Top of Provided material

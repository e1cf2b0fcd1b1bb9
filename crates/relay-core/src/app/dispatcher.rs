//! DispatchEngine - 1 レコードを 1 回だけバスへ送る
//!
//! # フロー
//! 1. `OutboundRecord` を JSON にして `QueueMessage` を組み立てる
//!    （group = recipient_key, dedup = `"{id}_{ticks}"`）
//! 2. `MessageBus::enqueue()` を 1 回だけ呼ぶ（サイクル内リトライなし）
//! 3. 結果を `DispatchOutcome` にして返す。エラーは上に投げない

use std::sync::Arc;

use tracing::{debug, warn};

use crate::domain::{BusError, DispatchOutcome, OutboundRecord, QueueMessage};
use crate::ports::MessageBus;

/// 送信失敗時に `last_error` に書く文字列の接頭辞
pub const FAILURE_PREFIX: &str = "bus error: ";

pub struct DispatchEngine {
    bus: Arc<dyn MessageBus>,
    destination: String,
}

impl DispatchEngine {
    pub fn new(bus: Arc<dyn MessageBus>, destination: impl Into<String>) -> Self {
        Self {
            bus,
            destination: destination.into(),
        }
    }

    pub fn build_message(&self, record: &OutboundRecord) -> Result<QueueMessage, BusError> {
        QueueMessage::for_record(&self.destination, record)
    }

    /// `record` を 1 回だけ enqueue する。組み立てに失敗したらバスには触れない
    pub async fn dispatch(&self, record: &OutboundRecord) -> DispatchOutcome {
        let sent = match self.build_message(record) {
            Ok(message) => self.bus.enqueue(&message).await,
            Err(error) => Err(error),
        };

        match sent {
            Ok(()) => {
                debug!(record_id = %record.id, recipient_key = %record.recipient_key, "enqueued");
                DispatchOutcome::Delivered
            }
            Err(error) => {
                warn!(record_id = %record.id, %error, "enqueue failed");
                DispatchOutcome::Failed(format!("{FAILURE_PREFIX}{error}"))
            }
        }
    }
}

#[cfg(test)]
mod tests {
    use super::*;
    use crate::domain::RecordId;
    use crate::impls::InMemoryMessageBus;
    use chrono::{TimeZone, Utc};

    fn record(id: i64) -> OutboundRecord {
        OutboundRecord::from_columns(
            RecordId::new(id),
            Some("https://api.example.test".into()),
            Some("{}".into()),
            Some("payload".into()),
            Some("+551199999999".into()),
            Utc.with_ymd_and_hms(2024, 1, 1, 0, 0, 0).unwrap(),
        )
    }

    #[tokio::test]
    async fn delivered_on_successful_send() {
        let bus = InMemoryMessageBus::new();
        let engine = DispatchEngine::new(Arc::new(bus.clone()), "queue");

        let outcome = engine.dispatch(&record(1)).await;

        assert_eq!(outcome, DispatchOutcome::Delivered);
        let sent = bus.receive("queue", "+551199999999").await.unwrap();
        assert_eq!(sent.dedup_token, record(1).dedup_token().unwrap());
    }

    #[tokio::test]
    async fn failed_send_captures_reason() {
        let bus = InMemoryMessageBus::new();
        bus.fail_token(record(1).dedup_token().unwrap()).await;
        let engine = DispatchEngine::new(Arc::new(bus.clone()), "queue");

        let outcome = engine.dispatch(&record(1)).await;

        let DispatchOutcome::Failed(reason) = outcome else {
            panic!("expected failure");
        };
        assert!(reason.starts_with(FAILURE_PREFIX));
        assert!(reason.contains("connection reset"));
    }

    #[tokio::test]
    async fn one_attempt_per_dispatch() {
        let bus = InMemoryMessageBus::new();
        bus.fail_token(record(1).dedup_token().unwrap()).await;
        let engine = DispatchEngine::new(Arc::new(bus.clone()), "queue");

        engine.dispatch(&record(1)).await;

        assert_eq!(bus.attempts().await.len(), 1);
    }

    #[tokio::test]
    async fn unbuildable_message_fails_without_sending() {
        let bus = InMemoryMessageBus::new();
        let engine = DispatchEngine::new(Arc::new(bus.clone()), "queue");
        let mut far_future = record(9);
        far_future.created_at = Utc.with_ymd_and_hms(40_000, 1, 1, 0, 0, 0).unwrap();

        let outcome = engine.dispatch(&far_future).await;

        let DispatchOutcome::Failed(reason) = outcome else {
            panic!("expected failure");
        };
        assert!(reason.starts_with(FAILURE_PREFIX));
        assert!(reason.contains("tick range"));
        assert!(bus.attempts().await.is_empty());
    }
}
use crate::events::{CsiSequence, VtSink};
use crate::params::ParamBuffer;
use crate::state::{self, ParserState};

const DEFAULT_MAX_STRING_LEN: usize = 8 * 1024;

const CAN: u8 = 0x18;
const SUB: u8 = 0x1A;
const ESC: u8 = 0x1B;
const BEL: u8 = 0x07;

/// Byte-driven VT100/ANSI state machine.
///
/// `feed` is resumable: the parser's internal state (current state, the
/// parameter buffer, intermediates, the OSC/DCS string buffer, and any
/// partially-decoded UTF-8 sequence) survives across calls, so splitting a
/// byte stream at arbitrary boundaries — including inside an escape
/// sequence or a UTF-8 codepoint — yields identical emitted events to
/// feeding it all at once.
pub struct Parser {
    state: ParserState,
    params: ParamBuffer,
    intermediates: Vec<u8>,
    private_marker: Option<u8>,
    string_buf: Vec<u8>,
    string_overflowed: bool,
    max_string_len: usize,
    string_saw_esc: bool,
    utf8: utf8parse::Parser,
    resume_state: ParserState,
}

impl Default for Parser {
    fn default() -> Self {
        Self::new()
    }
}

impl Parser {
    pub fn new() -> Self {
        Self {
            state: ParserState::Ground,
            params: ParamBuffer::default(),
            intermediates: Vec::new(),
            private_marker: None,
            string_buf: Vec::new(),
            string_overflowed: false,
            max_string_len: DEFAULT_MAX_STRING_LEN,
            string_saw_esc: false,
            utf8: utf8parse::Parser::new(),
            resume_state: ParserState::Ground,
        }
    }

    /// Override the OSC/DCS/SOS-PM-APC string accumulation cap (default 8 KiB).
    pub fn with_max_string_len(mut self, max_len: usize) -> Self {
        self.max_string_len = max_len.max(1);
        self
    }

    /// Feed a chunk of bytes through the state machine, invoking `sink` for
    /// every event the bytes produce. Never blocks, never fails: malformed
    /// input is recovered from per spec (substitution characters, silent
    /// ignoring of unknown sequences, truncated OSC/DCS payloads).
    pub fn feed<S: VtSink>(&mut self, bytes: &[u8], sink: &mut S) {
        for &byte in bytes {
            self.advance(byte, sink);
        }
    }

    fn advance<S: VtSink>(&mut self, byte: u8, sink: &mut S) {
        // CAN/SUB abort whatever sequence is in progress, everywhere.
        if (byte == CAN || byte == SUB) && self.state != ParserState::Utf8Continuation {
            if self.state != ParserState::Ground {
                log::trace!("cancelling in-progress sequence on 0x{byte:02X}");
            }
            self.reset_to_ground();
            return;
        }

        if self.state == ParserState::Utf8Continuation {
            self.advance_utf8(byte, sink);
            return;
        }

        // ESC interrupts any non-string state.
        if byte == ESC && !self.in_string_state() {
            self.enter_escape();
            return;
        }

        match self.state {
            ParserState::Ground => self.ground(byte, sink),
            ParserState::Escape => self.escape(byte, sink),
            ParserState::EscapeIntermediate => self.escape_intermediate(byte, sink),
            ParserState::CsiEntry => self.csi_entry(byte, sink),
            ParserState::CsiParam => self.csi_param(byte, sink),
            ParserState::CsiIntermediate => self.csi_intermediate(byte, sink),
            ParserState::CsiIgnore => self.csi_ignore(byte, sink),
            ParserState::DcsEntry => self.dcs_entry(byte, sink),
            ParserState::DcsParam => self.dcs_param(byte, sink),
            ParserState::DcsIntermediate => self.dcs_intermediate(byte, sink),
            ParserState::DcsPassthrough => self.dcs_passthrough(byte, sink),
            ParserState::DcsIgnore => self.dcs_ignore(byte),
            ParserState::OscString => self.osc_string(byte, sink),
            ParserState::SosPmApcString => self.sos_pm_apc_string(byte),
            ParserState::Utf8Continuation => unreachable!("handled above"),
        }
    }

    fn in_string_state(&self) -> bool {
        matches!(
            self.state,
            ParserState::OscString | ParserState::SosPmApcString | ParserState::DcsPassthrough | ParserState::DcsIgnore
        )
    }

    fn reset_to_ground(&mut self) {
        self.params.clear();
        self.intermediates.clear();
        self.private_marker = None;
        self.string_buf.clear();
        self.string_overflowed = false;
        self.string_saw_esc = false;
        self.state = ParserState::Ground;
    }

    fn enter_escape(&mut self) {
        self.params.clear();
        self.intermediates.clear();
        self.private_marker = None;
        self.state = ParserState::Escape;
    }

    // --- GROUND --------------------------------------------------------

    fn ground<S: VtSink>(&mut self, byte: u8, sink: &mut S) {
        match byte {
            _ if state::is_c0_execute(byte) => sink.execute(byte),
            0x20..=0x7E => sink.print(byte as char),
            0x80..=0xFF => {
                self.resume_state = ParserState::Ground;
                self.state = ParserState::Utf8Continuation;
                self.advance_utf8(byte, sink);
            }
            _ => {}
        }
    }

    fn advance_utf8<S: VtSink>(&mut self, byte: u8, sink: &mut S) {
        // Any byte reaching here that isn't >= 0x80 can't continue or start
        // a UTF-8 sequence (ASCII and sub-0x80 controls are routed through
        // `ground`/`advance` before ever reaching this state): the pending
        // lead byte(s) were a malformed/truncated sequence on their own.
        if byte < 0x80 {
            sink.print('\u{FFFD}');
            self.utf8 = utf8parse::Parser::new();
            self.state = self.resume_state;
            self.advance(byte, sink);
            return;
        }
        let mut recv = SinkReceiver::new(sink);
        self.utf8.advance(&mut recv, byte);
        if recv.done {
            self.state = self.resume_state;
        }
    }

    // --- ESCAPE ----------------------------------------------------------

    fn escape<S: VtSink>(&mut self, byte: u8, sink: &mut S) {
        match byte {
            b'[' => {
                self.params.clear();
                self.intermediates.clear();
                self.private_marker = None;
                self.state = ParserState::CsiEntry;
            }
            b']' => {
                self.string_buf.clear();
                self.string_overflowed = false;
                self.string_saw_esc = false;
                self.state = ParserState::OscString;
            }
            b'P' => {
                self.params.clear();
                self.intermediates.clear();
                self.private_marker = None;
                self.state = ParserState::DcsEntry;
            }
            b'X' | b'^' | b'_' => {
                self.string_buf.clear();
                self.state = ParserState::SosPmApcString;
            }
            _ if state::is_intermediate(byte) => {
                self.intermediates.push(byte);
                self.state = ParserState::EscapeIntermediate;
            }
            0x30..=0x7E => {
                let intermediates = std::mem::take(&mut self.intermediates);
                sink.esc_dispatch(&intermediates, byte);
                self.state = ParserState::Ground;
            }
            _ if state::is_c0_execute(byte) => sink.execute(byte),
            _ => {}
        }
    }

    fn escape_intermediate<S: VtSink>(&mut self, byte: u8, sink: &mut S) {
        match byte {
            _ if state::is_intermediate(byte) => self.intermediates.push(byte),
            0x30..=0x7E => {
                let intermediates = std::mem::take(&mut self.intermediates);
                sink.esc_dispatch(&intermediates, byte);
                self.state = ParserState::Ground;
            }
            _ if state::is_c0_execute(byte) => sink.execute(byte),
            _ => {}
        }
    }

    // --- CSI ---------------------------------------------------------------

    fn csi_entry<S: VtSink>(&mut self, byte: u8, sink: &mut S) {
        match byte {
            _ if state::is_private_marker(byte) => {
                self.private_marker = Some(byte);
                self.state = ParserState::CsiParam;
            }
            b'0'..=b'9' => {
                self.params.digit(byte - b'0');
                self.state = ParserState::CsiParam;
            }
            b';' => {
                self.params.separator();
                self.state = ParserState::CsiParam;
            }
            b':' => {
                self.params.sub_separator();
                self.state = ParserState::CsiParam;
            }
            _ if state::is_intermediate(byte) => {
                self.intermediates.push(byte);
                self.state = ParserState::CsiIntermediate;
            }
            _ if state::is_csi_final(byte) => self.dispatch_csi(byte, sink),
            _ if state::is_c0_execute(byte) => sink.execute(byte),
            _ => self.state = ParserState::CsiIgnore,
        }
    }

    fn csi_param<S: VtSink>(&mut self, byte: u8, sink: &mut S) {
        match byte {
            b'0'..=b'9' => self.params.digit(byte - b'0'),
            b';' => self.params.separator(),
            b':' => self.params.sub_separator(),
            _ if state::is_private_marker(byte) => self.state = ParserState::CsiIgnore,
            _ if state::is_intermediate(byte) => {
                self.intermediates.push(byte);
                self.state = ParserState::CsiIntermediate;
            }
            _ if state::is_csi_final(byte) => self.dispatch_csi(byte, sink),
            _ if state::is_c0_execute(byte) => sink.execute(byte),
            _ => self.state = ParserState::CsiIgnore,
        }
    }

    fn csi_intermediate<S: VtSink>(&mut self, byte: u8, sink: &mut S) {
        match byte {
            _ if state::is_intermediate(byte) => self.intermediates.push(byte),
            _ if state::is_csi_final(byte) => self.dispatch_csi(byte, sink),
            _ if state::is_c0_execute(byte) => sink.execute(byte),
            _ => self.state = ParserState::CsiIgnore,
        }
    }

    fn csi_ignore<S: VtSink>(&mut self, byte: u8, sink: &mut S) {
        if state::is_csi_final(byte) {
            self.reset_to_ground();
        } else if state::is_c0_execute(byte) {
            sink.execute(byte);
        }
    }

    fn dispatch_csi<S: VtSink>(&mut self, finalizer: u8, sink: &mut S) {
        let params = self.params.finish();
        let intermediates = std::mem::take(&mut self.intermediates);
        let private_marker = self.private_marker.take();
        self.state = ParserState::Ground;
        sink.csi_dispatch(CsiSequence {
            private_marker,
            params,
            intermediates,
            finalizer,
        });
    }

    // --- DCS -----------------------------------------------------------

    fn dcs_entry<S: VtSink>(&mut self, byte: u8, sink: &mut S) {
        match byte {
            _ if state::is_private_marker(byte) => {
                self.private_marker = Some(byte);
                self.state = ParserState::DcsParam;
            }
            b'0'..=b'9' => {
                self.params.digit(byte - b'0');
                self.state = ParserState::DcsParam;
            }
            b';' => {
                self.params.separator();
                self.state = ParserState::DcsParam;
            }
            b':' => {
                self.params.sub_separator();
                self.state = ParserState::DcsParam;
            }
            _ if state::is_intermediate(byte) => {
                self.intermediates.push(byte);
                self.state = ParserState::DcsIntermediate;
            }
            0x40..=0x7E => self.enter_dcs_passthrough(byte, sink),
            _ => self.state = ParserState::DcsIgnore,
        }
    }

    fn dcs_param<S: VtSink>(&mut self, byte: u8, sink: &mut S) {
        match byte {
            b'0'..=b'9' => self.params.digit(byte - b'0'),
            b';' => self.params.separator(),
            b':' => self.params.sub_separator(),
            _ if state::is_intermediate(byte) => {
                self.intermediates.push(byte);
                self.state = ParserState::DcsIntermediate;
            }
            0x40..=0x7E => self.enter_dcs_passthrough(byte, sink),
            _ => self.state = ParserState::DcsIgnore,
        }
    }

    fn dcs_intermediate<S: VtSink>(&mut self, byte: u8, sink: &mut S) {
        match byte {
            _ if state::is_intermediate(byte) => self.intermediates.push(byte),
            0x40..=0x7E => self.enter_dcs_passthrough(byte, sink),
            _ => self.state = ParserState::DcsIgnore,
        }
    }

    fn enter_dcs_passthrough<S: VtSink>(&mut self, finalizer: u8, sink: &mut S) {
        let params: Vec<u16> = self.params.finish().into_iter().map(|p| p.value).collect();
        let intermediates = std::mem::take(&mut self.intermediates);
        let private_marker = self.private_marker.take();
        sink.dcs_hook(private_marker, &params, &intermediates, finalizer);
        self.string_saw_esc = false;
        self.state = ParserState::DcsPassthrough;
    }

    fn dcs_passthrough<S: VtSink>(&mut self, byte: u8, sink: &mut S) {
        if self.string_saw_esc {
            self.string_saw_esc = false;
            if byte == b'\\' {
                sink.dcs_unhook();
                self.reset_to_ground();
            } else {
                // Not a real ST: re-enter escape processing for this byte.
                self.reset_to_ground();
                self.advance(ESC, sink);
                self.advance(byte, sink);
            }
            return;
        }
        if byte == ESC {
            self.string_saw_esc = true;
            return;
        }
        sink.dcs_put(byte);
    }

    fn dcs_ignore(&mut self, byte: u8) {
        if self.string_saw_esc {
            if byte == b'\\' {
                self.reset_to_ground();
                return;
            }
            self.string_saw_esc = byte == ESC;
            return;
        }
        if byte == ESC {
            self.string_saw_esc = true;
        }
    }

    // --- OSC / SOS-PM-APC -------------------------------------------------

    fn osc_string<S: VtSink>(&mut self, byte: u8, sink: &mut S) {
        if self.string_saw_esc {
            self.string_saw_esc = false;
            if byte == b'\\' {
                self.finish_osc(sink);
            } else {
                self.reset_to_ground();
                self.advance(ESC, sink);
                self.advance(byte, sink);
            }
            return;
        }
        match byte {
            BEL => self.finish_osc(sink),
            ESC => self.string_saw_esc = true,
            _ => self.push_string_byte(byte),
        }
    }

    fn finish_osc<S: VtSink>(&mut self, sink: &mut S) {
        if self.string_overflowed {
            log::debug!("OSC payload exceeded {} bytes, dispatching truncated", self.max_string_len);
        }
        let payload = std::mem::take(&mut self.string_buf);
        self.string_overflowed = false;
        self.state = ParserState::Ground;
        sink.osc_dispatch(&payload);
    }

    fn sos_pm_apc_string(&mut self, byte: u8) {
        if self.string_saw_esc {
            if byte == b'\\' {
                self.reset_to_ground();
                return;
            }
            self.string_saw_esc = byte == ESC;
            return;
        }
        match byte {
            ESC => self.string_saw_esc = true,
            _ => self.push_string_byte(byte),
        }
    }

    fn push_string_byte(&mut self, byte: u8) {
        if self.string_buf.len() < self.max_string_len {
            self.string_buf.push(byte);
        } else {
            self.string_overflowed = true;
        }
    }
}
//! Fallible embedder-facing operations.
//!
//! Per-byte parsing and terminal mutation never fail — malformed input is
//! handled by the recovery rules (clamp, substitute, truncate), not
//! propagated as errors. This type exists for the few genuinely fallible
//! entry points and for tests asserting on malformed-input handling.

use thiserror::Error;

#[derive(Debug, Error, PartialEq, Eq)]
pub enum Error {
    #[error("terminal size {width}x{height} is invalid, must be at least 1x1")]
    InvalidSize { width: usize, height: usize },
}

Bottom of Provided material

Please make an exact copy of the lines above from the line with "self.state = ParserState::DcsPassthrough;" through the line with "for this byte.", both ends included.

        self.state = ParserState::DcsPassthrough;
    }

    fn dcs_passthrough<S: VtSink>(&mut self, byte: u8, sink: &mut S) {
        if self.string_saw_esc {
            self.string_saw_esc = false;
            if byte == b'\\' {
                sink.dcs_unhook();
                self.reset_to_ground();
            } else {
                // Not a real ST: re-enter escape processing for this byte.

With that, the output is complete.